The explosion’s energy was estimated to have been equivalent to the explosive force of as much as 15 megatons of TNT which was a thousand times more powerful than the atomic bomb dropped on Hiroshima, Japan, on August 6, 1945.
While some scientists contended that a comet caused the explosion, other scientists maintained that the event was caused by an asteroid. This Tunguska blast charred the forest but did not produce a sustained fire.
The explosion was reported at an altitude of 5–10 km (15,000–30,000 feet), which flattened some 2,000 square km (500,000 acres) and charred more than 100 square km of pine forest.

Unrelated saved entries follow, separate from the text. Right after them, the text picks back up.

//! Column normalization for heterogeneous film datasets.
//!
//! Every raw source arrives with its own header spelling and cell encoding.
//! This crate brings a source into the canonical schema before it joins a
//! dataset.
//!
//! # Features
//!
//! - **Renaming**: positional replacement names, `_` placeholders dropped,
//!   plural headers folded onto their canonical form
//! - **Multi-value splitting**: free-text cells split on `,`/`;` into lists
//! - **Dates**: permissive parsing rendered in a target strftime format
//! - **Booleans**: token pairs mapped onto flags
//!
//! # Example
//!
//! ```ignore
//! use film_normalize::{NormalizeOptions, normalize, to_date, DEFAULT_DATE_FORMAT};
//!
//! let table = normalize(raw, &["movie_name", "movie_date", "director"], &NormalizeOptions::default())?;
//! let table = to_date(table, "movie_date", DEFAULT_DATE_FORMAT)?;
//! ```

mod boolean;
mod columns;
mod date;
mod error;
mod source;

// === Error Types ===
pub use error::{NormalizeError, Result};

// === Column Normalizer ===
pub use columns::{DEFAULT_NO_SPLIT, NormalizeOptions, PLACEHOLDER_PREFIX, normalize, split_cell};

// === Value Coercion ===
pub use boolean::to_boolean;
pub use date::{DEFAULT_DATE_FORMAT, parse_date, parse_date_cell, to_date};

// === Source Recipes ===
pub use source::{BooleanTokens, SourceRecipe, normalize_source};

After over a century of this blast, researchers are still trying to find out reasons for an explosion which ripped through the air above a remote forest in Siberia, near the Podkamennaya Tunguska river.
The fireball is believed to have been 50-100m wide which depleted 2,000 sq km of the taiga forest in the area, flattening about 80 million trees.
The earth trembled and windows smashed in the nearest town over 35 miles (60km) away. Residents there even felt heat from the blast, and some were blown off their feet.
The crash was followed by a noise like stones falling from the sky, or of guns firing
Fortunately, the area in which this massive explosion occurred was sparsely inhabited.